GRAY LEAF SPOT ON ST. AUGUSTINE by Larry Williams, UF/IFAS Extension Agent

Gray leaf spot is a common fungal disease of St. Augustine grass. West conditions promote this fungus. This includes high humidity, heavy dews and particularly frequent afternoon and evening rains.

The individual spots or lesions are first seen as tiny brownish spots smaller than a pinhead. As they become larger, they will be circular and then begin to elongate lengthwise along the leaf. The spots will become brown to grayish in appearance. Numerous spots or lesions might be found on an individual leaf. Heavily infected leaves begin to turn brown and wither, usually beginning at the tip of the blade.

Gray leaf spot can move rapidly during prolonged warm, wet periods. Over watering or irrigating in the evening provides the prolonged period of wetness required for disease infection. For more information on how to correctly water a Florida lawn, visit http://edis.ifas.ufl.edu/TOPIC_Lawn_Watering.

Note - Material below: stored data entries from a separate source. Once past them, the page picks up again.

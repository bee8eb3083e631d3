//! Writes synthetic stored datasets into temporary directories.

use ndarray::prelude::*;
use ndarray_npy::write_npy;
use rand::prelude::*;
use rand_chacha::ChaCha8Rng;
use tempfile::TempDir;

use biophotonics_data::data_path;

/// A temporary data directory and its location string, ending with a separator.
pub struct DataDir {
    pub dir: TempDir,
    pub location: String,
}

impl DataDir {
    pub fn new() -> Self {
        let _ = env_logger::builder().is_test(true).try_init();

        let dir = tempfile::tempdir().unwrap();
        let location = format!("{}/", dir.path().display());
        Self { dir, location }
    }

    pub fn write<T: ndarray_npy::WritableElement>(&self, file_name: &str, array: &Array2<T>) {
        write_npy(data_path(&self.location, file_name), array).unwrap();
    }
}

/// Strictly positive values, so no reference band is ever zero.
pub fn gen_array(rows: usize, cols: usize, seed: u64) -> Array2<f64> {
    let mut rng = ChaCha8Rng::seed_from_u64(seed);
    Array2::from_shape_simple_fn((rows, cols), || rng.gen_range(0.01..1.0))
}
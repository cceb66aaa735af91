//! Telegram adapter: Bot API long-poll ingress, no webhook server required.
//! Thread ids are derived from the chat id. Outbound sends are chunked at
//! the Bot API's 4096-character limit by `TELEGRAM_MAX_TEXT_CHARS` and
//! `split_for_telegram` below.

use std::sync::Arc;
use std::sync::atomic::{AtomicBool, AtomicI64, Ordering};

use async_trait::async_trait;
use serde_json::Value;
use tokio::sync::{Mutex, mpsc};

use crate::adapter::{AdapterEvent, AdapterStats, PlatformAdapter, PlatformAdapterError, RawPlatformPayload};

pub const TELEGRAM_MAX_TEXT_CHARS: usize = 4096;
const LONG_POLL_TIMEOUT_SECS: u64 = 30;

pub fn split_for_telegram(text: &str, max_chars: usize) -> Vec<String> {
    let mut chunks = Vec::new();
    let mut current = String::new();
    let mut chars_in_current = 0_usize;

    for ch in text.chars() {
        if chars_in_current >= max_chars {
            chunks.push(current);
            current = String::new();
            chars_in_current = 0;
        }
        current.push(ch);
        chars_in_current += 1;
    }

    if !current.is_empty() {
        chunks.push(current);
    }

    chunks
}

pub struct TelegramAdapter {
    bot_token: String,
    client: reqwest::Client,
    connected: Arc<AtomicBool>,
    stats: Arc<Mutex<AdapterStats>>,
    last_update_id: Arc<AtomicI64>,
}

impl TelegramAdapter {
    pub fn new(bot_token: impl Into<String>) -> Self {
        Self {
            bot_token: bot_token.into(),
            client: reqwest::Client::new(),
            connected: Arc::new(AtomicBool::new(false)),
            stats: Arc::new(Mutex::new(AdapterStats::default())),
            last_update_id: Arc::new(AtomicI64::new(0)),
        }
    }

    pub fn from_env() -> Option<Self> {
        std::env::var("TELEGRAM_BOT_TOKEN").ok().map(Self::new)
    }

    fn api_url(&self, method: &str) -> String {
        format!("https://api.telegram.org/bot{}/{method}", self.bot_token)
    }

    pub async fn send_text(&self, chat_id: i64, text: &str) -> Result<(), PlatformAdapterError> {
        for chunk in split_for_telegram(text, TELEGRAM_MAX_TEXT_CHARS) {
            self.client
                .post(self.api_url("sendMessage"))
                .json(&serde_json::json!({"chat_id": chat_id, "text": chunk}))
                .send()
                .await
                .map_err(|e| PlatformAdapterError::Disconnected {
                    platform: "telegram".to_string(),
                    reason: e.to_string(),
                })?;
        }
        Ok(())
    }
}

#[async_trait]
impl PlatformAdapter for TelegramAdapter {
    fn platform(&self) -> &'static str {
        "telegram"
    }

    async fn is_authenticated(&self) -> bool {
        let response = self.client.get(self.api_url("getMe")).send().await;
        matches!(response, Ok(r) if r.status().is_success())
    }

    async fn start(&self, events: mpsc::Sender<AdapterEvent>) -> Result<(), PlatformAdapterError> {
        if self.bot_token.trim().is_empty() {
            return Err(PlatformAdapterError::NotAuthenticated {
                platform: "telegram".to_string(),
            });
        }

        self.connected.store(true, Ordering::SeqCst);
        let _ = events.send(AdapterEvent::Connected).await;

        loop {
            let offset = self.last_update_id.load(Ordering::SeqCst) + 1;
            let response = self
                .client
                .get(self.api_url("getUpdates"))
                .query(&[
                    ("offset", offset.to_string()),
                    ("timeout", LONG_POLL_TIMEOUT_SECS.to_string()),
                ])
                .timeout(std::time::Duration::from_secs(LONG_POLL_TIMEOUT_SECS + 10))
                .send()
                .await;

            let body: Value = match response {
                Ok(r) => match r.json().await {
                    Ok(v) => v,
                    Err(e) => {
                        let mut stats = self.stats.lock().await;
                        stats.error_count += 1;
                        stats.last_error = Some(e.to_string());
                        continue;
                    }
                },
                Err(e) => {
                    self.connected.store(false, Ordering::SeqCst);
                    let _ = events
                        .send(AdapterEvent::Disconnected {
                            reason: format!("getUpdates failed: {e}"),
                        })
                        .await;
                    return Ok(());
                }
            };

            let Some(results) = body.get("result").and_then(Value::as_array) else {
                continue;
            };

            for update in results {
                if let Some(update_id) = update.get("update_id").and_then(Value::as_i64) {
                    self.last_update_id.store(update_id, Ordering::SeqCst);
                }
                let mut stats = self.stats.lock().await;
                stats.message_count += 1;
                stats.last_message = Some(chrono::Utc::now().timestamp_millis());
                drop(stats);
                let _ = events
                    .send(AdapterEvent::Message(Box::new(RawPlatformPayload::Telegram(
                        update.clone(),
                    ))))
                    .await;
            }
        }
    }

    async fn stop(&self) {
        self.connected.store(false, Ordering::SeqCst);
    }

    async fn is_connected(&self) -> bool {
        self.connected.load(Ordering::SeqCst)
    }

    async fn get_stats(&self) -> AdapterStats {
        let mut stats = self.stats.lock().await;
        stats.is_connected = self.connected.load(Ordering::SeqCst);
        stats.clone()
    }
}

#[cfg(test)]
mod tests {
    use super::*;

    #[test]
    fn split_for_telegram_keeps_chunks_within_limit() {
        let text = "a".repeat(9005);
        let chunks = split_for_telegram(&text, TELEGRAM_MAX_TEXT_CHARS);
        assert_eq!(chunks.len(), 3);
        assert!(chunks.iter().all(|c| c.chars().count() <= TELEGRAM_MAX_TEXT_CHARS));
        assert_eq!(
            chunks.iter().map(|c| c.chars().count()).sum::<usize>(),
            text.chars().count()
        );
    }
}
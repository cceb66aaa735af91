pub mod config;
pub mod error;
pub mod hash;
pub mod model;
pub mod normalizer;
pub mod store;
pub mod sync;
pub mod threading;

pub use config::{
    HealthConfig, IpcConfig, MessagingConfig, NotifyConfig, PlatformsConfig, StorageConfig,
    load_config,
};
pub use error::{
    AuthError, ConfigError, FatalError, IpcError, NormalizationError, ProtocolError,
    StorageError, TransientNetworkError,
};
pub use hash::{CONTENT_HASH_HEX_LEN, blob_hash, hash_prefix, message_content_hash};
pub use model::{
    Account, Author, DaemonState, DaemonStatus, Identity, Message, MessageRefs, MessageSource,
    PlatformState, PlatformStatus, Thread, ThreadSource, ThreadType, kind,
};
pub use normalizer::Normalizer;
pub use store::StateStore;
pub use sync::{SyncStateManager, Watermark};
pub use threading::ThreadingEngine;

According to the Florida Lawn Handbook, “Severity of the disease is enhanced by application of readily available nitrogen fertilizer and is proportional to the amount o nitrogen applied.” Be careful to not overdo it in fertilizing your lawn and do not apply a high nitrogen fertilizer on top of an already infected lawn. Also, some lawn weed killers such as atrazine will increase the susceptibility of the grass to gray leaf spot.

Select fertilizers that are low in nitrogen or that have slow release nitrogen. Irrigate during early morning hours to minimize the period in which the grass is wet and water only on an as needed basis, watering less often but deeply. Avoid frequent, shallow watering and don’t irrigate when it is already wet from rain.

If the disease outbreak is severe, you may need to use a fungicide. Look for products containing propiconazole, triadimefon or thiophanate-methy.

Always follow the product’s label directions and precautions.